Blind Eagle, also known as APT-C-36, is an alleged Spanish-speaking group that primarily attacks public and private sector entities in Colombia. Attacks orchestrated by the group have also targeted Ecuador, Chile and Spain.
Infection chains documented by Check Point and BlackBerry this year have revealed the use of phishing baits to deliver malware families such as BitRAT and AsyncRAT, as well as in-memory Python loaders capable of launching a Meterpreter payload .
ThreatMon’s latest discovery involves using a JavaScript unloader to run a PowerShell script hosted on the Discord CDN. The script, in turn, drops another PowerShell script and a Windows batch file, and saves a VBScript file to the Windows startup folder to achieve persistence.
The VBScript code is then executed to launch the batch file, which is then deobfuscated to run the PowerShell script that was previously delivered along with it. In the final stage, the PowerShell script is used to run njRAT.
“njRAT, also known as Bladabindi, is a user-interfaced remote access tool (RAT) or trojan that allows the owner of the program to control the end-user’s computer,” the cybersecurity firm said.
Source link
Blind Eagle Cyber Espionage Group, one of the most powerful and advanced cyber espionage groups in the world, has struck again, attacking a wide range of targets.
The latest attack, uncovered by security researchers from Ikaroa, used a complex attack chain that compromised hundreds of devices across the globe. The attack, which began on April 4th, is believed to have originated from China’s Guangdong province, but the Blind Eagle group is believed to be based in North Korea.
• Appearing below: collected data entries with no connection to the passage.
//! # Company Handlers
//!
//! CRUD, search, prospect pipeline and Companies House sync for company
//! records. Every route requires an authenticated user; delete requires an
//! administrator.

use axum::{
    body::Bytes,
    extract::{
        Path, Query, State,
        rejection::{JsonRejection, QueryRejection},
    },
    http::StatusCode,
    response::Json,
};
use serde::{Deserialize, Serialize};
use utoipa::{IntoParams, ToSchema};

use crate::auth::{AdminUser, CurrentUser};
use crate::companies_house::{CompanyProfile, validate_company_number};
use crate::error::{ApiError, bad_request, not_found};
use crate::handlers::companies_house::registry_client;
use crate::handlers::{optional_json, page_offset};
use crate::handlers::types::{CompanyListResponse, CompanyResponse};
use crate::models::company::DATA_SOURCES;
use crate::repositories::company::{MAX_SEARCH_LIMIT, is_known_data_source};
use crate::repositories::{
    CompanyCreate, CompanyFilter, CompanyOrder, CompanyRepository, CompanyUpdate, ListOptions,
};
use crate::server::AppState;

pub const DEFAULT_PAGE_SIZE: u64 = 20;
pub const MAX_PAGE_SIZE: u64 = 100;

#[derive(Debug, Default, Deserialize, IntoParams)]
#[into_params(parameter_in = Query)]
pub struct ListCompaniesQuery {
    /// Name contains (case-insensitive)
    pub name: Option<String>,
    pub country: Option<String>,
    /// Industry contains (case-insensitive)
    pub industry: Option<String>,
    /// Postcode prefix
    pub postcode: Option<String>,
    pub is_prospect: Option<bool>,
    pub has_companies_house_data: Option<bool>,
    pub data_source: Option<String>,
    /// One-based page (default 1)
    pub page: Option<u64>,
    /// Page size (1..=100, default 20)
    pub page_size: Option<u64>,
    /// `id`, `name`, `created_at` or `postcode`
    pub order_by: Option<CompanyOrder>,
    /// `asc` (default) or `desc`
    pub order: Option<String>,
}

#[derive(Debug, Deserialize, IntoParams)]
#[into_params(parameter_in = Query)]
pub struct SearchQuery {
    pub query: String,
    /// 1..=100, default 50
    pub limit: Option<u64>,
}

#[derive(Debug, Default, Serialize, Deserialize, ToSchema)]
pub struct ProspectRequest {
    /// Pipeline stage, defaults to `lead`
    pub stage: Option<String>,
}

#[derive(Debug, Default, Serialize, Deserialize, ToSchema)]
pub struct SyncRequest {
    /// Overrides the stored Companies House number
    pub company_number: Option<String>,
}

impl ListCompaniesQuery {
    fn into_options(self) -> Result<(ListOptions, u64, u64), ApiError> {
        let page = self.page.unwrap_or(1);
        if page == 0 {
            return Err(bad_request("page must be at least 1"));
        }
        let page_size = self.page_size.unwrap_or(DEFAULT_PAGE_SIZE);
        if !(1..=MAX_PAGE_SIZE).contains(&page_size) {
            return Err(bad_request(&format!(
                "page_size must be between 1 and {MAX_PAGE_SIZE}"
            )));
        }
        let descending = match self.order.as_deref().map(str::to_ascii_lowercase).as_deref() {
            None | Some("asc") => false,
            Some("desc") => true,
            Some(_) => return Err(bad_request("order must be 'asc' or 'desc'")),
        };
        if let Some(source) = self.data_source.as_deref()
            && !is_known_data_source(&source.to_lowercase())
        {
            return Err(bad_request(&format!(
                "data_source must be one of {}",
                DATA_SOURCES.join(", ")
            )));
        }

        let options = ListOptions {
            filter: CompanyFilter {
                name: self.name,
                country: self.country,
                industry: self.industry,
                postcode: self.postcode,
                is_prospect: self.is_prospect,
                has_companies_house_data: self.has_companies_house_data,
                data_source: self.data_source,
            },
            order_by: self.order_by.unwrap_or_default(),
            descending,
            limit: page_size,
            offset: page_offset(page - 1, page_size)?,
        };
        Ok((options, page, page_size))
    }
}

fn company_list(companies: Vec<crate::models::company::Model>) -> Vec<CompanyResponse> {
    companies.into_iter().map(CompanyResponse::from).collect()
}

/// List companies with filters and pagination
#[utoipa::path(
    get,
    path = "/v1/companies",
    security(("bearer_auth" = [])),
    params(ListCompaniesQuery),
    responses(
        (status = 200, description = "Page of companies", body = CompanyListResponse),
        (status = 400, description = "Invalid filter or paging parameters", body = ApiError),
        (status = 401, description = "Not authenticated", body = ApiError)
    ),
    tag = "companies"
)]
pub async fn list_companies(
    State(state): State<AppState>,
    _user: CurrentUser,
    query: Result<Query<ListCompaniesQuery>, QueryRejection>,
) -> Result<Json<CompanyListResponse>, ApiError> {
    let Query(query) = query?;
    let (options, page, page_size) = query.into_options()?;

    let (companies, total) = CompanyRepository::new(&state.db).list(options).await?;
    Ok(Json(CompanyListResponse::new(
        company_list(companies),
        total,
        page,
        page_size,
    )))
}

/// Create a company
#[utoipa::path(
    post,
    path = "/v1/companies",
    security(("bearer_auth" = [])),
    request_body = CompanyCreate,
    responses(
        (status = 201, description = "Company created", body = CompanyResponse),
        (status = 400, description = "Validation failed", body = ApiError),
        (status = 409, description = "Company name already exists", body = ApiError)
    ),
    tag = "companies"
)]
pub async fn create_company(
    State(state): State<AppState>,
    CurrentUser(user): CurrentUser,
    body: Result<Json<CompanyCreate>, JsonRejection>,
) -> Result<(StatusCode, Json<CompanyResponse>), ApiError> {
    let Json(mut request) = body?;
    if request.tenant_id.is_none() {
        request.tenant_id = user.tenant_id;
    }

    let company = CompanyRepository::new(&state.db).create(request).await?;
    tracing::info!(company_id = company.id, user_id = user.id, "company created via API");
    Ok((StatusCode::CREATED, Json(company.into())))
}

/// Search companies by name, website or email
#[utoipa::path(
    get,
    path = "/v1/companies/search",
    security(("bearer_auth" = [])),
    params(SearchQuery),
    responses(
        (status = 200, description = "Matching companies", body = [CompanyResponse]),
        (status = 400, description = "Empty query or invalid limit", body = ApiError)
    ),
    tag = "companies"
)]
pub async fn search_companies(
    State(state): State<AppState>,
    _user: CurrentUser,
    query: Result<Query<SearchQuery>, QueryRejection>,
) -> Result<Json<Vec<CompanyResponse>>, ApiError> {
    let Query(query) = query?;
    let limit = query.limit.unwrap_or(50);
    if !(1..=MAX_SEARCH_LIMIT).contains(&limit) {
        return Err(bad_request(&format!(
            "limit must be between 1 and {MAX_SEARCH_LIMIT}"
        )));
    }

    let companies = CompanyRepository::new(&state.db)
        .search(&query.query, limit)
        .await?;
    Ok(Json(company_list(companies)))
}

/// Companies whose postcode starts with a prefix
#[utoipa::path(
    get,
    path = "/v1/companies/postcode/{prefix}",
    security(("bearer_auth" = [])),
    params(("prefix" = String, Path, description = "Postcode prefix, e.g. `EC1`")),
    responses((status = 200, description = "Companies ordered by postcode", body = [CompanyResponse])),
    tag = "companies"
)]
pub async fn companies_by_postcode(
    State(state): State<AppState>,
    _user: CurrentUser,
    Path(prefix): Path<String>,
) -> Result<Json<Vec<CompanyResponse>>, ApiError> {
    let companies = CompanyRepository::new(&state.db).by_postcode(&prefix).await?;
    Ok(Json(company_list(companies)))
}

/// Get a company by id
#[utoipa::path(
    get,
    path = "/v1/companies/{id}",
    security(("bearer_auth" = [])),
    params(("id" = i32, Path, description = "Company id")),
    responses(
        (status = 200, description = "Company", body = CompanyResponse),
        (status = 404, description = "Company not found", body = ApiError)
    ),
    tag = "companies"
)]
pub async fn get_company(
    State(state): State<AppState>,
    _user: CurrentUser,
    Path(company_id): Path<i32>,
) -> Result<Json<CompanyResponse>, ApiError> {
    let company = CompanyRepository::new(&state.db)
        .get(company_id)
        .await?
        .ok_or_else(|| not_found(&format!("Company with ID {company_id} not found")))?;
    Ok(Json(company.into()))
}

/// Partially update a company
#[utoipa::path(
    patch,
    path = "/v1/companies/{id}",
    security(("bearer_auth" = [])),
    params(("id" = i32, Path, description = "Company id")),
    request_body = CompanyUpdate,
    responses(
        (status = 200, description = "Updated company", body = CompanyResponse),
        (status = 400, description = "Validation failed", body = ApiError),
        (status = 404, description = "Company not found", body = ApiError),
        (status = 409, description = "Company name already exists", body = ApiError)
    ),
    tag = "companies"
)]
pub async fn update_company(
    State(state): State<AppState>,
    _user: CurrentUser,
    Path(company_id): Path<i32>,
    body: Result<Json<CompanyUpdate>, JsonRejection>,
) -> Result<Json<CompanyResponse>, ApiError> {
    let Json(changes) = body?;
    let company = CompanyRepository::new(&state.db)
        .update(company_id, changes)
        .await?;
    Ok(Json(company.into()))
}

/// Delete a company (admin)
#[utoipa::path(
    delete,
    path = "/v1/companies/{id}",
    security(("bearer_auth" = [])),
    params(("id" = i32, Path, description = "Company id")),
    responses(
        (status = 204, description = "Company deleted"),
        (status = 403, description = "Admin privileges required", body = ApiError),
        (status = 404, description = "Company not found", body = ApiError)
    ),
    tag = "companies"
)]
pub async fn delete_company(
    State(state): State<AppState>,
    AdminUser(admin): AdminUser,
    Path(company_id): Path<i32>,
) -> Result<StatusCode, ApiError> {
    CompanyRepository::new(&state.db).delete(company_id).await?;
    tracing::info!(company_id, deleted_by = admin.id, "company deleted via API");
    Ok(StatusCode::NO_CONTENT)
}

/// Move a company into the prospect pipeline
#[utoipa::path(
    post,
    path = "/v1/companies/{id}/prospect",
    security(("bearer_auth" = [])),
    params(("id" = i32, Path, description = "Company id")),
    request_body(content = ProspectRequest, description = "Optional; the stage defaults to `lead`"),
    responses(
        (status = 200, description = "Company marked as prospect", body = CompanyResponse),
        (status = 404, description = "Company not found", body = ApiError)
    ),
    tag = "companies"
)]
pub async fn mark_prospect(
    State(state): State<AppState>,
    _user: CurrentUser,
    Path(company_id): Path<i32>,
    body: Bytes,
) -> Result<Json<CompanyResponse>, ApiError> {
    let request: ProspectRequest = optional_json(&body)?;
    let company = CompanyRepository::new(&state.db)
        .mark_as_prospect(company_id, request.stage.as_deref())
        .await?;
    Ok(Json(company.into()))
}

/// Refresh a company from its Companies House profile
#[utoipa::path(
    post,
    path = "/v1/companies/{id}/companies-house-sync",
    security(("bearer_auth" = [])),
    params(("id" = i32, Path, description = "Company id")),
    request_body(content = SyncRequest, description = "Optional company number override"),
    responses(
        (status = 200, description = "Company updated from the registry", body = CompanyResponse),
        (status = 400, description = "No or invalid company number", body = ApiError),
        (status = 404, description = "Company not found", body = ApiError),
        (status = 502, description = "Registry failure", body = ApiError),
        (status = 503, description = "Companies House not configured", body = ApiError)
    ),
    tag = "companies"
)]
pub async fn sync_from_companies_house(
    State(state): State<AppState>,
    CurrentUser(user): CurrentUser,
    Path(company_id): Path<i32>,
    body: Bytes,
) -> Result<Json<CompanyResponse>, ApiError> {
    let request: SyncRequest = optional_json(&body)?;
    let repo = CompanyRepository::new(&state.db);
    let company = repo
        .get(company_id)
        .await?
        .ok_or_else(|| not_found(&format!("Company with ID {company_id} not found")))?;

    let number = request
        .company_number
        .or(company.companies_house_number)
        .ok_or_else(|| bad_request("Company has no Companies House number"))?;
    let number = validate_company_number(&number)?;

    let client = registry_client(&state)?;
    let profile = CompanyProfile::from_value(client.company_profile(&number).await?)?;
    let updated = repo.apply_companies_house_profile(company_id, &profile).await?;

    tracing::info!(company_id, user_id = user.id, company_number = %number, "company synced from Companies House");
    Ok(Json(updated.into()))
}
pub(crate) fn validate_email(email: &str) -> Result<(), RepositoryError> {
    if email.is_empty() {
        return Err(RepositoryError::validation_error("Email must not be empty"));
    }
    if email.len() > 255 {
        return Err(RepositoryError::validation_error("Email too long"));
    }
    if !EMAIL_RE.is_match(email) {
        return Err(RepositoryError::validation_error("Invalid email address"));
    }
    Ok(())
}

fn normalize_role(role: &str) -> Result<String, RepositoryError> {
    let role = role.trim().to_lowercase();
    if ROLES.contains(&role.as_str()) {
        Ok(role)
    } else {
        Err(RepositoryError::validation_error("Invalid role"))
    }
}

fn clean_full_name(full_name: Option<String>) -> Result<Option<String>, RepositoryError> {
    let cleaned = full_name
        .map(|name| name.trim().to_string())
        .filter(|name| !name.is_empty());
    if cleaned.as_ref().is_some_and(|name| name.chars().count() > 255) {
        return Err(RepositoryError::validation_error("Full name too long"));
    }
    Ok(cleaned)
}

impl From<PasswordError> for RepositoryError {
    fn from(error: PasswordError) -> Self {
        RepositoryError::validation_error(error.to_string())
    }
}

/// Data for a new user; the password is plaintext and hashed on insert.
#[derive(Debug, Clone, Default)]
pub struct NewUser {
    pub email: String,
    pub password: String,
    pub full_name: Option<String>,
    pub role: Option<String>,
    pub is_active: Option<bool>,
    pub is_superuser: Option<bool>,
    pub tenant_id: Option<i32>,
}

/// Partial update; `None` leaves a field untouched.
#[derive(Debug, Clone, Default)]
pub struct UserChanges {
    pub email: Option<String>,
    pub full_name: Option<String>,
    pub password: Option<String>,
    pub role: Option<String>,
    pub is_active: Option<bool>,
    pub is_superuser: Option<bool>,
    pub tenant_id: Option<i32>,
}
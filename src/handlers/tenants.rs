//! # Tenants API Handlers
//!
//! Admin-only tenant creation and lookup.

use axum::{
    extract::{Path, State, rejection::JsonRejection},
    http::StatusCode,
    response::Json,
};
use serde::{Deserialize, Serialize};
use utoipa::ToSchema;

use crate::auth::AdminUser;
use crate::error::{ApiError, not_found};
use crate::handlers::types::TenantResponse;
use crate::repositories::{CreateTenantRequest, TenantRepository};
use crate::server::AppState;

/// Request payload for creating a new tenant
#[derive(Debug, Serialize, Deserialize, ToSchema)]
pub struct CreateTenantRequestDto {
    /// Unique key (lower-case letters, digits, `-` and `_`; at most 64 characters)
    #[schema(example = "acme")]
    pub key: String,
    /// Display name (max 255 characters)
    #[schema(example = "Acme Corp")]
    pub name: Option<String>,
}

/// Create a new tenant
#[utoipa::path(
    post,
    path = "/v1/tenants",
    security(("bearer_auth" = [])),
    request_body = CreateTenantRequestDto,
    responses(
        (status = 201, description = "Tenant created successfully", body = TenantResponse, headers(
            ("Location", description = "URL of the created tenant")
        )),
        (status = 400, description = "Validation failed", body = ApiError),
        (status = 401, description = "Missing or invalid bearer token", body = ApiError),
        (status = 403, description = "Insufficient permissions", body = ApiError),
        (status = 409, description = "Conflict - tenant already exists", body = ApiError)
    ),
    tag = "tenants"
)]
pub async fn create_tenant(
    State(state): State<AppState>,
    AdminUser(admin): AdminUser,
    body: Result<Json<CreateTenantRequestDto>, JsonRejection>,
) -> Result<(StatusCode, [(&'static str, String); 1], Json<TenantResponse>), ApiError> {
    let Json(request) = body?;
    let repo = TenantRepository::new(&state.db);
    let tenant = repo
        .create(CreateTenantRequest {
            key: request.key,
            name: request.name,
        })
        .await?;

    tracing::info!(tenant_id = tenant.id, created_by = admin.id, "tenant created via API");
    let location = format!("/v1/tenants/{}", tenant.id);
    Ok((
        StatusCode::CREATED,
        [("Location", location)],
        Json(tenant.into()),
    ))
}

/// List tenants
#[utoipa::path(
    get,
    path = "/v1/tenants",
    security(("bearer_auth" = [])),
    responses(
        (status = 200, description = "Tenants ordered by id", body = [TenantResponse]),
        (status = 403, description = "Insufficient permissions", body = ApiError)
    ),
    tag = "tenants"
)]
pub async fn list_tenants(
    State(state): State<AppState>,
    _admin: AdminUser,
) -> Result<Json<Vec<TenantResponse>>, ApiError> {
    let tenants = TenantRepository::new(&state.db).list().await?;
    Ok(Json(tenants.into_iter().map(TenantResponse::from).collect()))
}

/// Get a tenant by ID
#[utoipa::path(
    get,
    path = "/v1/tenants/{id}",
    security(("bearer_auth" = [])),
    params(("id" = i32, Path, description = "Tenant id")),
    responses(
        (status = 200, description = "Tenant", body = TenantResponse),
        (status = 403, description = "Insufficient permissions", body = ApiError),
        (status = 404, description = "Tenant not found", body = ApiError)
    ),
    tag = "tenants"
)]
pub async fn get_tenant(
    State(state): State<AppState>,
    _admin: AdminUser,
    Path(tenant_id): Path<i32>,
) -> Result<Json<TenantResponse>, ApiError> {
    let tenant = TenantRepository::new(&state.db)
        .get(tenant_id)
        .await?
        .ok_or_else(|| not_found(&format!("Tenant {tenant_id} not found")))?;
    Ok(Json(tenant.into()))
}
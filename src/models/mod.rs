//! # Data Models
//!
//! SeaORM entities for tenants, users and companies, plus the service
//! information payload returned by the root endpoint.

use serde::{Deserialize, Serialize};
use utoipa::ToSchema;

pub mod company;
pub mod tenant;
pub mod user;

pub use company::Entity as Company;
pub use tenant::Entity as Tenant;
pub use user::Entity as User;

/// Basic service information response
#[derive(Debug, Clone, Serialize, Deserialize, ToSchema)]
pub struct ServiceInfo {
    /// The name of the service
    pub service: String,
    /// The version of the service
    pub version: String,
}

impl Default for ServiceInfo {
    fn default() -> Self {
        Self {
            service: "detecktiv".to_string(),
            version: env!("CARGO_PKG_VERSION").to_string(),
        }
    }
}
The attack chain started with phishing emails containing malicious attachments. The initial payload was designed to create a backdoor on the target system, which allowed the threat actors to gain access to the device. They were then able to spread further across the network, enabling them to steal information and data as well as perform other malicious activities.
Once inside a targeted system, the group used an array of tools and techniques to exfiltrate sensitive data, including keylogging, remote control, and custom malware.
The group’s use of malicious payloads and sophisticated attack techniques, as well as their global reach and access to multiple networks, has made them a particularly dangerous threat.
Ikaroa’s mission is to help protect organizations, critical infrastructure, and individuals from cyberattacks and cyber espionage. To accomplish this, our security researchers are constantly monitoring the cyber landscape, identifying emerging threats and developing solutions to protect against them.
In this case, we detected the activity of the Blind Eagle group early and were able to identify the attack chain and trace its origin. We are continuing to monitor the situation and remain vigilant in our efforts to protect our customers from similar incidents.